Among the lines of data below, reproduce only those from the one with "Ok(Record::new(map))" through the one with "let done = sqlx::query_with(sql, bind_args(args)?)", exactly as they stand, both ends included.

---- Dataset excerpts

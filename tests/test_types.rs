use flowstate::ErrorBody;
use flowstate::StoreError;
use flowstate::query::RewriteError;
use flowstate::reconcile::ReconcileError;
use flowstate::state::*;
use serde_json::json;

// ===== Status =====

#[test]
fn task_codes_map_to_labels() {
    let cases = [
        (0, Status::Created),
        (10, Status::Scheduled),
        (20, Status::Started),
        (30, Status::Waiting),
        (40, Status::Completed),
        (50, Status::Skipped),
        (100, Status::Failed),
        (77, Status::Unknown),
    ];
    for (code, status) in cases {
        assert_eq!(Status::from_task_code(code), status, "task code {}", code);
    }
}

#[test]
fn flow_codes_map_to_labels() {
    assert_eq!(Status::from_flow_code(0), Status::Created);
    assert_eq!(Status::from_flow_code(100), Status::Started);
    assert_eq!(Status::from_flow_code(500), Status::Completed);
    assert_eq!(Status::from_flow_code(600), Status::Cancelled);
    assert_eq!(Status::from_flow_code(700), Status::Failed);
    assert_eq!(Status::from_flow_code(-1), Status::Unknown);

    assert!(flow_code::is_terminal(500));
    assert!(flow_code::is_terminal(700));
    assert!(!flow_code::is_terminal(100));
}

#[test]
fn sentinel_statuses() {
    assert!(is_sentinel(STATUS_UNCHANGED));
    assert!(is_sentinel(0));
    assert!(!is_sentinel(100));
}

#[test]
fn status_parse_and_display() {
    assert_eq!("completed".parse::<Status>().unwrap(), Status::Completed);
    assert_eq!("FAILED".parse::<Status>().unwrap(), Status::Failed);
    assert!("bogus".parse::<Status>().is_err());
    assert_eq!(Status::Waiting.to_string(), "Waiting");
    assert_eq!(serde_json::to_value(Status::Cancelled).unwrap(), json!("Cancelled"));
}

// ===== Step payloads =====

#[test]
fn change_types_use_numeric_codes() {
    assert_eq!(serde_json::to_value(ChangeType::Delete).unwrap(), json!(2));
    let parsed: ChangeType = serde_json::from_value(json!(1)).unwrap();
    assert_eq!(parsed, ChangeType::Update);
    let odd: ChangeType = serde_json::from_value(json!(9)).unwrap();
    assert_eq!(odd, ChangeType::Other(9));
    assert_eq!(serde_json::to_value(odd).unwrap(), json!(9));
}

#[test]
fn step_tolerates_nulls_and_missing_fields() {
    let step: Step = serde_json::from_value(json!({
        "id": 3,
        "flowId": "f1",
        "flowChanges": {
            "0": {
                "flowURI": null,
                "taskId": null,
                "attrs": null,
                "tasks": {"A": {"change": 1, "status": 40, "input": null}},
                "links": null,
                "returnData": null
            }
        },
        "queueChanges": null
    }))
    .unwrap();

    assert_eq!(step.id, 3);
    assert!(step.queue_changes.is_empty());
    assert!(!step.rerun);
    assert!(step.start_time.is_none());

    let root = step.root_change().unwrap();
    assert_eq!(root.status, STATUS_UNCHANGED);
    assert!(root.flow_uri.is_empty());
    assert!(root.attrs.is_empty());
    assert_eq!(root.tasks["A"].status, 40);
    assert!(root.tasks["A"].input.is_empty());
}

#[test]
fn step_serializes_with_wire_names() {
    let step = Step::new("f1", 0).with_change(
        0,
        FlowChange {
            new_flow: true,
            flow_uri: "res://flow:orders".to_string(),
            status: 100,
            ..Default::default()
        },
    );
    let value = serde_json::to_value(&step).unwrap();
    assert_eq!(value["flowId"], json!("f1"));
    assert_eq!(value["flowChanges"]["0"]["flowURI"], json!("res://flow:orders"));
    assert_eq!(value["flowChanges"]["0"]["newFlow"], json!(true));
    assert!(value.get("startTime").is_none());
}

#[test]
fn flow_name_comes_from_uri() {
    let change = FlowChange {
        flow_uri: "res://flow:payments".to_string(),
        ..Default::default()
    };
    assert_eq!(change.flow_name(), "payments");
    assert_eq!(FlowChange::default().flow_name(), "");
}

#[test]
fn flow_state_accepts_legacy_status_key() {
    let state: FlowState = serde_json::from_value(json!({
        "flowInstanceId": "f1",
        "flowStats": "Started",
        "userId": null
    }))
    .unwrap();
    assert_eq!(state.status, "Started");
    assert!(state.user_id.is_empty());
}

// ===== Filters =====

#[test]
fn empty_filter_fields_match_anything() {
    let info = FlowInfo {
        id: "f1".to_string(),
        user_id: "u1".to_string(),
        status: "Completed".to_string(),
        ..Default::default()
    };
    let filter = FlowFilter {
        user_id: Some(String::new()),
        status: Some("Completed".to_string()),
        ..Default::default()
    };
    assert!(filter.matches(&info));
    assert!(!FlowFilter::default().with_status(Status::Failed).matches(&info));
}

#[test]
fn pagination_slices() {
    let items: Vec<i32> = (0..10).collect();
    assert_eq!(FlowFilter::default().page(8, 5).paginate(items.clone()), vec![8, 9]);
    assert_eq!(FlowFilter::default().page(2, 0).paginate(items.clone()).len(), 0);
    assert_eq!(FlowFilter::default().paginate(items).len(), 10);
}

// ===== Errors =====

#[test]
fn error_codes() {
    assert_eq!(StoreError::validation("bad").status_code(), 400);
    assert_eq!(StoreError::NotFound("x".into()).status_code(), 404);
    assert_eq!(StoreError::Overloaded(5).status_code(), 503);
    assert_eq!(
        StoreError::from(RewriteError::UnnamedParameter).status_code(),
        400
    );
    assert_eq!(
        StoreError::from(ReconcileError::NoFlowChanges {
            flow_id: "f".into(),
            step_id: 1,
        })
        .status_code(),
        500
    );
}

#[test]
fn error_body_hides_backend_detail_in_headline() {
    let err = StoreError::Backend("relation \"steps\" does not exist".to_string());
    let body = ErrorBody::from(&err);
    assert_eq!(body.code, 500);
    assert_eq!(body.error, "Internal backend error");
    assert_eq!(body.details.as_deref(), Some("relation \"steps\" does not exist"));

    let body = ErrorBody::from(&StoreError::validation("flow id is required"));
    let value = serde_json::to_value(&body).unwrap();
    assert_eq!(value["code"], json!(400));
    assert!(value["error"].as_str().unwrap().contains("flow id is required"));
    assert!(value.get("details").is_none());
}
impl PoolExecutor {
    /// Build the pool without opening a connection yet.
    pub fn connect_lazy(settings: &RelationalSettings) -> Result<Self> {
        install_drivers();

        let url = settings.connection_url()?;
        let limits = settings.pool_limits()?;
        let dialect = if settings.is_sqlite() {
            Dialect::Sqlite
        } else {
            Dialect::Postgres
        };

        let pool = AnyPoolOptions::new()
            .max_connections(limits.max_open)
            .min_connections(limits.max_idle)
            .max_lifetime(limits.max_lifetime)
            .idle_timeout(Duration::from_secs(300))
            .acquire_timeout(Duration::from_secs(30))
            .connect_lazy(&url)
            .map_err(|e| StoreError::validation(format!("invalid database url: {}", e)))?;

        Ok(Self {
            pool,
            dialect,
            max_open: limits.max_open,
        })
    }
}

fn bind_args(args: &[Value]) -> Result<AnyArguments<'_>, SqlFailure> {
    let mut out = AnyArguments::default();
    for (i, arg) in args.iter().enumerate() {
        let bound = match arg {
            Value::String(s) => out.add(s.as_str()),
            Value::Number(n) => match n.as_i64() {
                Some(int_val) => out.add(int_val),
                None => out.add(n.as_f64().unwrap_or_default()),
            },
            Value::Bool(b) => out.add(*b),
            Value::Null => out.add(None::<String>),
            _ => {
                return Err(SqlFailure::new(format!(
                    "unsupported argument at position {}: arrays/objects cannot be bound",
                    i + 1
                )));
            }
        };
        bound.map_err(|e| SqlFailure::new(format!("failed to bind argument {}: {}", i + 1, e)))?;
    }
    Ok(out)
}

fn row_to_record(row: &AnyRow) -> Result<Record, SqlFailure> {
    let mut map = Map::new();
    for col in row.columns() {
        let idx = col.ordinal();
        let raw = row.try_get_raw(idx)?;
        let value = if raw.is_null() {
            Value::Null
        } else if let Ok(v) = row.try_get::<i64, _>(idx) {
            Value::from(v)
        } else if let Ok(v) = row.try_get::<f64, _>(idx) {
            Value::from(v)
        } else if let Ok(v) = row.try_get::<String, _>(idx) {
            Value::String(v)
        } else if let Ok(v) = row.try_get::<bool, _>(idx) {
            Value::Bool(v)
        } else if let Ok(v) = row.try_get::<Vec<u8>, _>(idx) {
            Value::String(String::from_utf8_lossy(&v).into_owned())
        } else {
            Value::Null
        };
        map.insert(col.name().to_string(), value);
    }
    Ok(Record::new(map))
}

#[async_trait]
impl SqlExecutor for PoolExecutor {
    async fn ping(&self) -> Result<(), SqlFailure> {
        sqlx::query("SELECT 1").execute(&self.pool).await?;
        Ok(())
    }

    async fn fetch(&self, sql: &str, args: &[Value]) -> Result<Vec<Record>, SqlFailure> {
        let rows = sqlx::query_with(sql, bind_args(args)?)
            .fetch_all(&self.pool)
            .await?;
        rows.iter().map(row_to_record).collect()
    }

    async fn execute(&self, sql: &str, args: &[Value]) -> Result<u64, SqlFailure> {
        let done = sqlx::query_with(sql, bind_args(args)?)
            .execute(&self.pool)
            .await?;
        Ok(done.rows_affected())
    }

    fn dialect(&self) -> Dialect {
        self.dialect
    }

    fn max_connections(&self) -> usize {
        self.max_open as usize
    }
}

/// Reconnect budget applied after a transient failure.
#[derive(Debug, Clone, Copy, PartialEq, Eq, Default)]
pub struct RetryPolicy {
    /// Delayed pings after the immediate one, so a reconnect pings at most
    /// `max_attempts + 1` times.
    pub max_attempts: u32,
    pub delay: Duration,
}

#[derive(Debug, Clone, Copy, PartialEq, Eq, Default)]
pub enum SchemaVersion {
    /// Without `flowinput`, `flowoutput` and `reruncount`.
    V1,
    #[default]
    V2,
}

impl fmt::Display for SchemaVersion {
    fn fmt(&self, f: &mut fmt::Formatter<'_>) -> fmt::Result {
        match self {
            SchemaVersion::V1 => f.write_str("1.0"),
            SchemaVersion::V2 => f.write_str("2.0"),
        }
    }
}

/// What the schema probe found.
#[derive(Debug, Clone, Default, PartialEq, Eq)]
pub struct DbDetails {
    pub connected: bool,
    pub tables_exist: bool,
    pub schema_version: SchemaVersion,
    pub message: String,
}

/// Owns the executor, the statement cache and the reconnect policy.
pub struct ConnectionManager {
    executor: Arc<dyn SqlExecutor>,
    retry: RetryPolicy,
    statements: Mutex<HashMap<String, Arc<PreparedTemplate>>>,
    reconnecting: Mutex<()>,
    details: RwLock<DbDetails>,
}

--------

— Result of the exercise —
    Ok(Record::new(map))
}

#[async_trait]
impl SqlExecutor for PoolExecutor {
    async fn ping(&self) -> Result<(), SqlFailure> {
        sqlx::query("SELECT 1").execute(&self.pool).await?;
        Ok(())
    }

    async fn fetch(&self, sql: &str, args: &[Value]) -> Result<Vec<Record>, SqlFailure> {
        let rows = sqlx::query_with(sql, bind_args(args)?)
            .fetch_all(&self.pool)
            .await?;
        rows.iter().map(row_to_record).collect()
    }

    async fn execute(&self, sql: &str, args: &[Value]) -> Result<u64, SqlFailure> {
        let done = sqlx::query_with(sql, bind_args(args)?)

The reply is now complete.